++++ Dataset records ++++

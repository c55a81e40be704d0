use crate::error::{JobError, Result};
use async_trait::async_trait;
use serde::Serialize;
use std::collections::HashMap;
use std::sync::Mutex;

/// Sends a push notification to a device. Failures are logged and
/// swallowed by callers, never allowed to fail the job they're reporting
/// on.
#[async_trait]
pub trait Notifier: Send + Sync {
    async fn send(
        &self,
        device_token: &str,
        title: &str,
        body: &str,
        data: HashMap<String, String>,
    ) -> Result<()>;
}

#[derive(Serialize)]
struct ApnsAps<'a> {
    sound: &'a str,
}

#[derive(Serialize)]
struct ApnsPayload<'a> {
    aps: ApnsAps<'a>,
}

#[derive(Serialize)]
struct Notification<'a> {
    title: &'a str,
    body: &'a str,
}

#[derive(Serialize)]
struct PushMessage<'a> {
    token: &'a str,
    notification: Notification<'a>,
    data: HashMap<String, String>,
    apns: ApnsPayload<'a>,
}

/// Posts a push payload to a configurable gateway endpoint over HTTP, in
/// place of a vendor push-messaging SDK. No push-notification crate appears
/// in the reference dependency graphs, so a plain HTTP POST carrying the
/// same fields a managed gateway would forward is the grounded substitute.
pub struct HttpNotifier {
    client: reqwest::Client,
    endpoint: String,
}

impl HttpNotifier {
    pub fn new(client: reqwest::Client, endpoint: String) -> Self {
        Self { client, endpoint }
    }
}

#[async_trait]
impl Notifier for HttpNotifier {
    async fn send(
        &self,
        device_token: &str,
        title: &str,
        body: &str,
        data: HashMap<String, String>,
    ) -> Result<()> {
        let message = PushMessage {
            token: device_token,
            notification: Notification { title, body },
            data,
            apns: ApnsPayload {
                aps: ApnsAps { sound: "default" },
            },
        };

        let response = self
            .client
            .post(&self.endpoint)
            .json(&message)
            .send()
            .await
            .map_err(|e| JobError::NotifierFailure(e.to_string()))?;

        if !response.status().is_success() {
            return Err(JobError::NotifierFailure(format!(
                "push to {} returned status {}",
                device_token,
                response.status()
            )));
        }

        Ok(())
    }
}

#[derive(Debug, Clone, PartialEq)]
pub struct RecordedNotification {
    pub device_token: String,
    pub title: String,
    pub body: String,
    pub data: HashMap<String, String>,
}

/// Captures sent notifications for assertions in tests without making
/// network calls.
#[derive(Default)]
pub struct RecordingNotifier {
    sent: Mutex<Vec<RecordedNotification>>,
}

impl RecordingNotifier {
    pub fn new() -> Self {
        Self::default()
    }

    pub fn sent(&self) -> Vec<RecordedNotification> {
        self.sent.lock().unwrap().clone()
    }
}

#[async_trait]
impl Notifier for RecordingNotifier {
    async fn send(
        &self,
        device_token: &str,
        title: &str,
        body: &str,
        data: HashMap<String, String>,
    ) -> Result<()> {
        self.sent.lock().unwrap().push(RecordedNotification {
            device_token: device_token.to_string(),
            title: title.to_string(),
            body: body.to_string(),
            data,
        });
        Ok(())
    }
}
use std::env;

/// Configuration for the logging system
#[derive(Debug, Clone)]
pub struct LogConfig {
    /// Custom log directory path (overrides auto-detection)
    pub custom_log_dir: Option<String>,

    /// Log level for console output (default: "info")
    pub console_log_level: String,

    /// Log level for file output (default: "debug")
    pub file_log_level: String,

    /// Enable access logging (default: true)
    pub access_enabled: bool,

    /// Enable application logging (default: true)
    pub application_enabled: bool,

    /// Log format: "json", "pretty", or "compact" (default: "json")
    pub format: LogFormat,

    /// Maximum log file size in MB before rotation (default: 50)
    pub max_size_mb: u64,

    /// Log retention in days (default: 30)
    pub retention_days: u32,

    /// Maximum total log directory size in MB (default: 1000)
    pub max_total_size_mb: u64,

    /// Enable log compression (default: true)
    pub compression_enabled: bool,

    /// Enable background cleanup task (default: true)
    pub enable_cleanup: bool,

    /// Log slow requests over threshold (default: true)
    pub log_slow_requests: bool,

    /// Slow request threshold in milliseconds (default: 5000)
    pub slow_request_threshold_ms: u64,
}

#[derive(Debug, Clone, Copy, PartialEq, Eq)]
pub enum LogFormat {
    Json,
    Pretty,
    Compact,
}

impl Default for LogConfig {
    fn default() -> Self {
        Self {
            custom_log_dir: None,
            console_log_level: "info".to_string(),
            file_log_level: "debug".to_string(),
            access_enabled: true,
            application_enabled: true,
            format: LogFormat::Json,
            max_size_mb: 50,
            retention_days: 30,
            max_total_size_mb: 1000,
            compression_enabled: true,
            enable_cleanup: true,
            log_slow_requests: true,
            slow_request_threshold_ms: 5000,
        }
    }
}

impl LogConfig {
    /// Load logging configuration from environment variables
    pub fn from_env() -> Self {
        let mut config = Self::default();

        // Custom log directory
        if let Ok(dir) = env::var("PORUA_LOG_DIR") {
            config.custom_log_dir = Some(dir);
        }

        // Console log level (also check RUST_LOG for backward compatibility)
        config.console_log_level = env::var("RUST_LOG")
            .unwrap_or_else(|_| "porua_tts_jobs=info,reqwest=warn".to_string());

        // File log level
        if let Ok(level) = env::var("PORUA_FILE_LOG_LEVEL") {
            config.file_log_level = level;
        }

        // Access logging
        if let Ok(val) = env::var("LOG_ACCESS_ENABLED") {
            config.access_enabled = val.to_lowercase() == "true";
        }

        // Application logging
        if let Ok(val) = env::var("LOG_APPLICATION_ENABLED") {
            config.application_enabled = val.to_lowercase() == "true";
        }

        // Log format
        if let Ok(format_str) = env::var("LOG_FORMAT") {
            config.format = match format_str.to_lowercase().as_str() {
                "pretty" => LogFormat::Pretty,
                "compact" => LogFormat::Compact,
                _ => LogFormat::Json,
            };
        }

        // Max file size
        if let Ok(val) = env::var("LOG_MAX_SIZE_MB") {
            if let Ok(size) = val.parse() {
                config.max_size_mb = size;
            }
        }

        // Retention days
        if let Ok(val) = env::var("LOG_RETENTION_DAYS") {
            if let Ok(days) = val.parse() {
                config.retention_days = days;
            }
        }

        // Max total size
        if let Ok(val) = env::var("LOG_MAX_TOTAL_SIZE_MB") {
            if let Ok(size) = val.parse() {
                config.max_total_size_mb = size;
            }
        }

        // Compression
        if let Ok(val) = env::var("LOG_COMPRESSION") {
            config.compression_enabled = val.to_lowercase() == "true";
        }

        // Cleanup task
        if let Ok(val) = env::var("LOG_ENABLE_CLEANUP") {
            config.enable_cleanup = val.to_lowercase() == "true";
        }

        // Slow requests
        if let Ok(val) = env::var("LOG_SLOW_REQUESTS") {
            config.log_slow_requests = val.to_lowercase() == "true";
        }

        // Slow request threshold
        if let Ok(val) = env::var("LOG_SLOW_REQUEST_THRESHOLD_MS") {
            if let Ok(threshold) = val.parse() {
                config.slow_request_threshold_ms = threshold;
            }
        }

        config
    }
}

++++

▶ **Task directions**:
Output all entries again exactly; no line may be altered.

▶ **Task result**:
repository c55a81e40be704d0
use crate::error::{JobError, Result};
use async_trait::async_trait;
use serde::Serialize;
use std::collections::HashMap;
use std::sync::Mutex;

/// Sends a push notification to a device. Failures are logged and
/// swallowed by callers, never allowed to fail the job they're reporting
/// on.
#[async_trait]
pub trait Notifier: Send + Sync {
    async fn send(
        &self,
        device_token: &str,
        title: &str,
        body: &str,
        data: HashMap<String, String>,
    ) -> Result<()>;
}

#[derive(Serialize)]
struct ApnsAps<'a> {
    sound: &'a str,
}

#[derive(Serialize)]
struct ApnsPayload<'a> {
    aps: ApnsAps<'a>,
}

#[derive(Serialize)]
struct Notification<'a> {
    title: &'a str,
    body: &'a str,
}

#[derive(Serialize)]
struct PushMessage<'a> {
    token: &'a str,
    notification: Notification<'a>,
    data: HashMap<String, String>,
    apns: ApnsPayload<'a>,
}

/// Posts a push payload to a configurable gateway endpoint over HTTP, in
/// place of a vendor push-messaging SDK. No push-notification crate appears
/// in the reference dependency graphs, so a plain HTTP POST carrying the
/// same fields a managed gateway would forward is the grounded substitute.
pub struct HttpNotifier {
    client: reqwest::Client,
    endpoint: String,
}

impl HttpNotifier {
    pub fn new(client: reqwest::Client, endpoint: String) -> Self {
        Self { client, endpoint }
    }
}

#[async_trait]
impl Notifier for HttpNotifier {
    async fn send(
        &self,
        device_token: &str,
        title: &str,
        body: &str,
        data: HashMap<String, String>,
    ) -> Result<()> {
        let message = PushMessage {
            token: device_token,
            notification: Notification { title, body },
            data,
            apns: ApnsPayload {
                aps: ApnsAps { sound: "default" },
            },
        };

        let response = self
            .client
            .post(&self.endpoint)
            .json(&message)
            .send()
            .await
            .map_err(|e| JobError::NotifierFailure(e.to_string()))?;

        if !response.status().is_success() {
            return Err(JobError::NotifierFailure(format!(
                "push to {} returned status {}",
                device_token,
                response.status()
            )));
        }

        Ok(())
    }
}

#[derive(Debug, Clone, PartialEq)]
pub struct RecordedNotification {
    pub device_token: String,
    pub title: String,
    pub body: String,
    pub data: HashMap<String, String>,
}

/// Captures sent notifications for assertions in tests without making
/// network calls.
#[derive(Default)]
pub struct RecordingNotifier {
    sent: Mutex<Vec<RecordedNotification>>,
}

impl RecordingNotifier {
    pub fn new() -> Self {
        Self::default()
    }

    pub fn sent(&self) -> Vec<RecordedNotification> {
        self.sent.lock().unwrap().clone()
    }
}

#[async_trait]
impl Notifier for RecordingNotifier {
    async fn send(
        &self,
        device_token: &str,
        title: &str,
        body: &str,
        data: HashMap<String, String>,
    ) -> Result<()> {
        self.sent.lock().unwrap().push(RecordedNotification {
            device_token: device_token.to_string(),
            title: title.to_string(),
            body: body.to_string(),
            data,
        });
        Ok(())
    }
}
use std::env;

/// Configuration for the logging system
#[derive(Debug, Clone)]
pub struct LogConfig {
    /// Custom log directory path (overrides auto-detection)
    pub custom_log_dir: Option<String>,

    /// Log level for console output (default: "info")
    pub console_log_level: String,

    /// Log level for file output (default: "debug")
    pub file_log_level: String,

    /// Enable access logging (default: true)
    pub access_enabled: bool,

    /// Enable application logging (default: true)
    pub application_enabled: bool,

    /// Log format: "json", "pretty", or "compact" (default: "json")
    pub format: LogFormat,

    /// Maximum log file size in MB before rotation (default: 50)
    pub max_size_mb: u64,

    /// Log retention in days (default: 30)
    pub retention_days: u32,

    /// Maximum total log directory size in MB (default: 1000)
    pub max_total_size_mb: u64,

    /// Enable log compression (default: true)
    pub compression_enabled: bool,

    /// Enable background cleanup task (default: true)
    pub enable_cleanup: bool,

    /// Log slow requests over threshold (default: true)
    pub log_slow_requests: bool,

    /// Slow request threshold in milliseconds (default: 5000)
    pub slow_request_threshold_ms: u64,
}

#[derive(Debug, Clone, Copy, PartialEq, Eq)]
pub enum LogFormat {
    Json,
    Pretty,
    Compact,
}

impl Default for LogConfig {
    fn default() -> Self {
        Self {
            custom_log_dir: None,
            console_log_level: "info".to_string(),
            file_log_level: "debug".to_string(),
            access_enabled: true,
            application_enabled: true,
            format: LogFormat::Json,
            max_size_mb: 50,
            retention_days: 30,
            max_total_size_mb: 1000,
            compression_enabled: true,
            enable_cleanup: true,
            log_slow_requests: true,
            slow_request_threshold_ms: 5000,
        }
    }
}

impl LogConfig {
    /// Load logging configuration from environment variables
    pub fn from_env() -> Self {
        let mut config = Self::default();

        // Custom log directory
        if let Ok(dir) = env::var("PORUA_LOG_DIR") {
            config.custom_log_dir = Some(dir);
        }

        // Console log level (also check RUST_LOG for backward compatibility)
        config.console_log_level = env::var("RUST_LOG")
            .unwrap_or_else(|_| "porua_tts_jobs=info,reqwest=warn".to_string());

        // File log level
        if let Ok(level) = env::var("PORUA_FILE_LOG_LEVEL") {
            config.file_log_level = level;
        }

        // Access logging
        if let Ok(val) = env::var("LOG_ACCESS_ENABLED") {
            config.access_enabled = val.to_lowercase() == "true";
        }

        // Application logging
        if let Ok(val) = env::var("LOG_APPLICATION_ENABLED") {
            config.application_enabled = val.to_lowercase() == "true";
        }

        // Log format
        if let Ok(format_str) = env::var("LOG_FORMAT") {
            config.format = match format_str.to_lowercase().as_str() {
                "pretty" => LogFormat::Pretty,
                "compact" => LogFormat::Compact,
                _ => LogFormat::Json,
            };
        }

        // Max file size
        if let Ok(val) = env::var("LOG_MAX_SIZE_MB") {
            if let Ok(size) = val.parse() {
                config.max_size_mb = size;
            }
        }

        // Retention days
        if let Ok(val) = env::var("LOG_RETENTION_DAYS") {
            if let Ok(days) = val.parse() {
                config.retention_days = days;
            }
        }

        // Max total size
        if let Ok(val) = env::var("LOG_MAX_TOTAL_SIZE_MB") {
            if let Ok(size) = val.parse() {
                config.max_total_size_mb = size;
            }
        }

        // Compression
        if let Ok(val) = env::var("LOG_COMPRESSION") {
            config.compression_enabled = val.to_lowercase() == "true";
        }

        // Cleanup task
        if let Ok(val) = env::var("LOG_ENABLE_CLEANUP") {
            config.enable_cleanup = val.to_lowercase() == "true";
        }

        // Slow requests
        if let Ok(val) = env::var("LOG_SLOW_REQUESTS") {
            config.log_slow_requests = val.to_lowercase() == "true";
        }

        // Slow request threshold
        if let Ok(val) = env::var("LOG_SLOW_REQUEST_THRESHOLD_MS") {
            if let Ok(threshold) = val.parse() {
                config.slow_request_threshold_ms = threshold;
            }
        }

        config
    }
}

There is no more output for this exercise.